Jones makes history as first black chief of OSUPD

He stood in front of family, friends and fellow officers at a welcoming ceremony in his black uniform with four yellow stripes on the ends of each sleeve, representing the number of years he has been in law enforcement.

His mother and father held back their tears as they watched their son’s hard work during the past 24 years finally pay off.

The Oklahoma State University Police Department had just made history.

Leon Jones, OSU Chief of Police, is the first African-American to hold this position at the university. He received the position in August and replaced David Altman.

Jones said the path to get there wasn’t easy.

He grew up in an era when police relations with African-Americans were poor, and said he distinctly remembers watching the cases of Rodney King and O.J. Simpson.

Even in his hometown of New Boston, Texas, Jones said he recalls moments of avoiding law enforcement.

“When I was growing up, law enforcement was different back home,” Jones said. "We never really talked to officers.”

In New Boston, which has a population of 4,550 people, according to the 2017 census, none of the officers when Jones was growing up were of color.

Although he never communicated with officers, Jones said he always saw the occupation as something he could do.

“I never let the excuse of being black stop me from getting something,” Jones said.

If he didn’t get something, he said it just meant he needed to work harder.

Jones started his career path as a loss prevention specialist in 1985 at a Wal-Mart in New Boston. The job focused on minimizing theft at local retail stores, such as Wal-Mart or shops in the mall.

Jones worked in New Boston for nine years before transferring to a Wal-Mart in Stillwater to work the same position.

While working as a prevention specialist, he was also able to work with police departments Stillwater. Coworkers suggested Jones should apply at the OSU and Stillwater Police Departments.

Jones said he took their advice and applied for both departments and was eventually hired at OSUPD in 1994.

He began as a patrol officer, monitoring the OSU campus. In only five years, Jones moved up in rank and was promoted to sergeant.

In 1999, the sergeant’s promotion process came up at the OSU Police Department. The qualifications for each department vary. For most, there has to be a certain number of years as an officer, and some require a certain level of schooling.

During the promotion process, Jones took classes at OSU, and after getting promoted to sergeant, he switched to online classes at Kaplan University, a distance-learning institution.

Jones earned his master’s degree in criminal justice in 2008.

During his time taking classes, Jones was promoted to captain.

After serving as a captain for several years, Jones was promoted to chief of police. 

Dustin Orrell, who served with Jones from 1996 to 2005, said he never thought he would see an African-American be the chief at OSU’s police department, let alone his best friend.

Orell said Jones’ outgoing personality changed his entire perception of police.

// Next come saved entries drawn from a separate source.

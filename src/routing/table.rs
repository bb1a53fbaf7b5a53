//! The route registry and its deterministic resolution rules.

use crate::{
    errors::{Fault, HandlerError},
    http::{
        accept::AcceptList,
        request::Request,
        response::Response,
        types::{Host, MediaType, Method, StatusCode},
    },
    routing::{
        host::HostPattern,
        template::{PathParams, TemplateError, UriTemplate},
    },
    BoxFuture,
};
use std::{
    fmt,
    future::Future,
    sync::{Arc, PoisonError, RwLock},
};

/// An async request handler bound to a route.
///
/// Implemented for any `Fn(Arc<Request>, PathParams) -> impl Future` closure
/// returning `Result<Response, HandlerError>`, so handlers register as plain
/// async closures. An `Err` is converted into a 500 page at the dispatch
/// boundary, it never tears down the connection.
pub trait RouteHandler: Send + Sync + 'static {
    fn call(
        &self,
        request: Arc<Request>,
        params: PathParams,
    ) -> BoxFuture<Result<Response, HandlerError>>;
}

impl<F, Fut> RouteHandler for F
where
    F: Fn(Arc<Request>, PathParams) -> Fut + Send + Sync + 'static,
    Fut: Future<Output = Result<Response, HandlerError>> + Send + 'static,
{
    fn call(
        &self,
        request: Arc<Request>,
        params: PathParams,
    ) -> BoxFuture<Result<Response, HandlerError>> {
        Box::pin(self(request, params))
    }
}

/// A handler for failed requests, registered per status code.
///
/// Receives the request together with the resolved [`Fault`] (status,
/// reason, optional detail). Its own failure falls back to the generated
/// error page.
pub trait ErrorHandler: Send + Sync + 'static {
    fn call(
        &self,
        request: Arc<Request>,
        fault: Fault,
    ) -> BoxFuture<Result<Response, HandlerError>>;
}

impl<F, Fut> ErrorHandler for F
where
    F: Fn(Arc<Request>, Fault) -> Fut + Send + Sync + 'static,
    Fut: Future<Output = Result<Response, HandlerError>> + Send + 'static,
{
    fn call(
        &self,
        request: Arc<Request>,
        fault: Fault,
    ) -> BoxFuture<Result<Response, HandlerError>> {
        Box::pin(self(request, fault))
    }
}

/// Per-route authorization requirements. Each flag independently demands
/// that the configured [`Authorizer`](crate::pipeline::Authorizer) accepts
/// the request before the handler runs; with all flags off the route is
/// public.
#[derive(Debug, Clone, Copy, Default, PartialEq, Eq)]
pub struct AuthFlags {
    pub basic: bool,
    pub bearer: bool,
    pub api_key: bool,
    pub session: bool,
}

impl AuthFlags {
    pub const fn any(&self) -> bool {
        self.basic || self.bearer || self.api_key || self.session
    }
}

/// What to do when a registration collides with an existing binding.
#[derive(Debug, Clone, Copy, Default, PartialEq, Eq)]
pub enum ReplacePolicy {
    /// Reject the second registration with
    /// [`RegisterError::DuplicateRoute`]. The default.
    #[default]
    Fail,
    /// Silently supersede the earlier binding.
    Replace,
}

#[derive(Debug, Clone, PartialEq, Eq, thiserror::Error)]
pub enum RegisterError {
    /// A binding with the same (host, method, template, content type) key
    /// already exists and the policy was [`ReplacePolicy::Fail`].
    #[error("duplicate route: {0}")]
    DuplicateRoute(String),
    #[error(transparent)]
    Template(#[from] TemplateError),
}

/// Why resolution produced no handler.
#[derive(Debug, Clone, Copy, PartialEq, Eq)]
pub enum RouteMiss {
    /// Nothing matched the host, method and path. Becomes a 404.
    NoRoute,
    /// The path matched but no registered representation satisfies the
    /// client's `Accept` list. Becomes a 406.
    NoAcceptableType,
}

/// A registered route: matching key, auth requirements and handler.
pub struct Binding {
    host: HostPattern,
    method: Method,
    template: UriTemplate,
    content_type: Option<MediaType>,
    auth: AuthFlags,
    handler: Arc<dyn RouteHandler>,
}

impl Binding {
    /// Creates a binding for any host with no content type and no auth
    /// requirements; refine with the builder methods below.
    pub fn new(
        method: Method,
        template: &str,
        handler: impl RouteHandler,
    ) -> Result<Self, RegisterError> {
        Ok(Self {
            host: HostPattern::Any,
            method,
            template: UriTemplate::parse(template)?,
            content_type: None,
            auth: AuthFlags::default(),
            handler: Arc::new(handler),
        })
    }

    pub fn get(template: &str, handler: impl RouteHandler) -> Result<Self, RegisterError> {
        Self::new(Method::Get, template, handler)
    }

    pub fn post(template: &str, handler: impl RouteHandler) -> Result<Self, RegisterError> {
        Self::new(Method::Post, template, handler)
    }

    pub fn put(template: &str, handler: impl RouteHandler) -> Result<Self, RegisterError> {
        Self::new(Method::Put, template, handler)
    }

    pub fn delete(template: &str, handler: impl RouteHandler) -> Result<Self, RegisterError> {
        Self::new(Method::Delete, template, handler)
    }

    pub fn host(mut self, host: HostPattern) -> Self {
        self.host = host;
        self
    }

    /// The representation this binding produces, negotiated against the
    /// request's `Accept` list. A binding without one matches any request
    /// as a fallback.
    pub fn content_type(mut self, media: MediaType) -> Self {
        self.content_type = Some(media);
        self
    }

    pub fn auth(mut self, flags: AuthFlags) -> Self {
        self.auth = flags;
        self
    }

    fn same_key(&self, other: &Self) -> bool {
        self.host == other.host
            && self.method == other.method
            && self.template == other.template
            && self.content_type == other.content_type
    }

    fn key(&self) -> String {
        match &self.content_type {
            Some(media) => format!(
                "{} {} [{media}] on {:?}",
                self.method, self.template, self.host
            ),
            None => format!("{} {} on {:?}", self.method, self.template, self.host),
        }
    }
}

impl fmt::Debug for Binding {
    fn fmt(&self, f: &mut fmt::Formatter<'_>) -> fmt::Result {
        f.debug_struct("Binding")
            .field("host", &self.host)
            .field("method", &self.method)
            .field("template", &self.template.as_str())
            .field("content_type", &self.content_type)
            .field("auth", &self.auth)
            .finish_non_exhaustive()
    }
}

/// A registered error route: matched like a [`Binding`] plus an exact
/// status code.
pub struct ErrorBinding {
    host: HostPattern,
    template: UriTemplate,
    method: Option<Method>,
    content_type: Option<MediaType>,
    status: StatusCode,
    handler: Arc<dyn ErrorHandler>,
}

impl ErrorBinding {
    pub fn new(
        status: StatusCode,
        template: &str,
        handler: impl ErrorHandler,
    ) -> Result<Self, RegisterError> {
        Ok(Self {
            host: HostPattern::Any,
            template: UriTemplate::parse(template)?,
            method: None,
            content_type: None,
            status,
            handler: Arc::new(handler),
        })
    }

    pub fn host(mut self, host: HostPattern) -> Self {
        self.host = host;
        self
    }

    /// Restricts the error route to one method; without it any method
    /// matches.
    pub fn method(mut self, method: Method) -> Self {
        self.method = Some(method);
        self
    }

    pub fn content_type(mut self, media: MediaType) -> Self {
        self.content_type = Some(media);
        self
    }
}

impl fmt::Debug for ErrorBinding {
    fn fmt(&self, f: &mut fmt::Formatter<'_>) -> fmt::Result {
        f.debug_struct("ErrorBinding")
            .field("host", &self.host)
            .field("template", &self.template.as_str())
            .field("method", &self.method)
            .field("status", &self.status)
            .finish_non_exhaustive()
    }
}

/// A successful resolution: the handler plus everything the dispatch layer
/// needs around its invocation.
#[derive(Clone)]
pub struct RouteMatch {
    pub handler: Arc<dyn RouteHandler>,
    pub params: PathParams,
    pub auth: AuthFlags,
    pub content_type: Option<MediaType>,
    /// The winning template, for diagnostics.
    pub template: String,
}

impl fmt::Debug for RouteMatch {
    fn fmt(&self, f: &mut fmt::Formatter<'_>) -> fmt::Result {
        f.debug_struct("RouteMatch")
            .field("params", &self.params)
            .field("auth", &self.auth)
            .field("content_type", &self.content_type)
            .field("template", &self.template)
            .finish_non_exhaustive()
    }
}

#[derive(Default)]
struct TableState {
    bindings: Vec<Binding>,
    error_bindings: Vec<ErrorBinding>,
}

/// The route registry.
///
/// Registration takes the write lock; resolution works against a read
/// snapshot and can never observe a half-inserted binding. The expected
/// pattern is registration at startup and read-mostly traffic afterwards,
/// but interleaving stays race-free.
#[derive(Default)]
pub struct RoutingTable {
    state: RwLock<TableState>,
}

impl RoutingTable {
    pub fn new() -> Self {
        Self::default()
    }

    /// Registers a binding. An identical (host, method, template, content
    /// type) key fails under [`ReplacePolicy::Fail`] and supersedes under
    /// [`ReplacePolicy::Replace`].
    pub fn register(&self, binding: Binding, policy: ReplacePolicy) -> Result<(), RegisterError> {
        let mut state = self
            .state
            .write()
            .unwrap_or_else(PoisonError::into_inner);

        if let Some(index) = state.bindings.iter().position(|b| b.same_key(&binding)) {
            return match policy {
                ReplacePolicy::Fail => Err(RegisterError::DuplicateRoute(binding.key())),
                ReplacePolicy::Replace => {
                    state.bindings[index] = binding;
                    Ok(())
                }
            };
        }

        state.bindings.push(binding);
        Ok(())
    }

    pub fn register_error_handler(&self, binding: ErrorBinding) {
        self.state
            .write()
            .unwrap_or_else(PoisonError::into_inner)
            .error_bindings
            .push(binding);
    }

    pub fn route_count(&self) -> usize {
        self.state
            .read()
            .unwrap_or_else(PoisonError::into_inner)
            .bindings
            .len()
    }

    /// Resolves the single handler for a request, walking host tiers from
    /// most to least specific. Within a tier the template with the most
    /// literal segments wins, ties break by registration order, and the
    /// representation is negotiated against the `Accept` list last.
    pub fn resolve(
        &self,
        host: &Host,
        method: Method,
        path: &[&str],
        accept: &AcceptList,
    ) -> Result<RouteMatch, RouteMiss> {
        let state = self.state.read().unwrap_or_else(PoisonError::into_inner);

        for tier in 0..=3 {
            let mut best: Option<(usize, usize)> = None;
            for (index, binding) in state.bindings.iter().enumerate() {
                if binding.host.tier() != tier
                    || !binding.host.matches(host)
                    || binding.method != method
                    || binding.template.matches(path).is_none()
                {
                    continue;
                }

                let literals = binding.template.literal_count();
                let improves = match best {
                    None => true,
                    Some((best_literals, _)) => literals > best_literals,
                };
                if improves {
                    best = Some((literals, index));
                }
            }

            let Some((_, winner)) = best else { continue };
            let template = state.bindings[winner].template.clone();

            let candidates: Vec<&Binding> = state
                .bindings
                .iter()
                .filter(|b| {
                    b.host.tier() == tier
                        && b.host.matches(host)
                        && b.method == method
                        && b.template == template
                })
                .collect();

            let chosen = negotiate(&candidates, accept).ok_or(RouteMiss::NoAcceptableType)?;
            let params = chosen.template.matches(path).unwrap_or_default();

            return Ok(RouteMatch {
                handler: chosen.handler.clone(),
                params,
                auth: chosen.auth,
                content_type: chosen.content_type.clone(),
                template: chosen.template.as_str().to_string(),
            });
        }

        Err(RouteMiss::NoRoute)
    }

    /// Resolves a custom error handler. Narrowing mirrors
    /// [`resolve`](RoutingTable::resolve) with an exact status match on
    /// top; no match means the generated page is used.
    pub fn resolve_error(
        &self,
        host: &Host,
        method: Method,
        path: &[&str],
        status: StatusCode,
        accept: &AcceptList,
    ) -> Option<Arc<dyn ErrorHandler>> {
        let state = self.state.read().unwrap_or_else(PoisonError::into_inner);

        for tier in 0..=3 {
            let mut best: Option<(usize, &ErrorBinding)> = None;
            for binding in &state.error_bindings {
                if binding.host.tier() != tier
                    || !binding.host.matches(host)
                    || binding.status != status
                    || binding.method.is_some_and(|m| m != method)
                    || binding.template.matches(path).is_none()
                {
                    continue;
                }
                if let Some(media) = &binding.content_type {
                    if !accept.accepts(media) {
                        continue;
                    }
                }

                let literals = binding.template.literal_count();
                let improves = match best {
                    None => true,
                    Some((best_literals, _)) => literals > best_literals,
                };
                if improves {
                    best = Some((literals, binding));
                }
            }

            if let Some((_, binding)) = best {
                return Some(binding.handler.clone());
            }
        }

        None
    }
}

fn negotiate<'a>(candidates: &[&'a Binding], accept: &AcceptList) -> Option<&'a Binding> {
    if accept.is_empty() {
        // No Accept header means anything goes: prefer the untyped
        // fallback, else the first registered representation.
        return candidates
            .iter()
            .find(|b| b.content_type.is_none())
            .or_else(|| candidates.first())
            .copied();
    }

    for range in accept.ranges() {
        for binding in candidates {
            if let Some(media) = &binding.content_type {
                if range.matches(media) {
                    return Some(binding);
                }
            }
        }
    }

    candidates.iter().find(|b| b.content_type.is_none()).copied()
}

Jones was patrolling in a police unit while Orrell was a student at OSU. He stopped him in the middle of a parking lot to greet him while he was walking back to Willham South, a former residence hall that was demolished in 2005.

For Orrell, this was the first time a police officer had taken the time to show interest in getting to know him.

That moment marked the beginning of a lifelong friendship.

Orrell ended up working at OSUPD for nine years with Jones.

Since Jones started, the OSU community has noticed an impact on relations between officers and the people of OSU.

Jason Kirksey, vice president for institutional diversity and chief diversity officer at OSU, said communication between officers and the public at OSU has increased since Jones took the position.

“There is a vibrancy among the officers,” Kirksey said. “I interacted with them before, but now I am consistently interacting with them.”

Kirksey said the consistent presence of officers in the Student Union is the epitome of community policing, an idea that Jones implemented when he took the position.

Jones said his reason for consistently having officers in the public is because it’s what they’re supposed to do and what they need to do.

“I hope being in this position creates and sheds light on opportunities for more African-Americans to take positions similar to my own,” Jones said.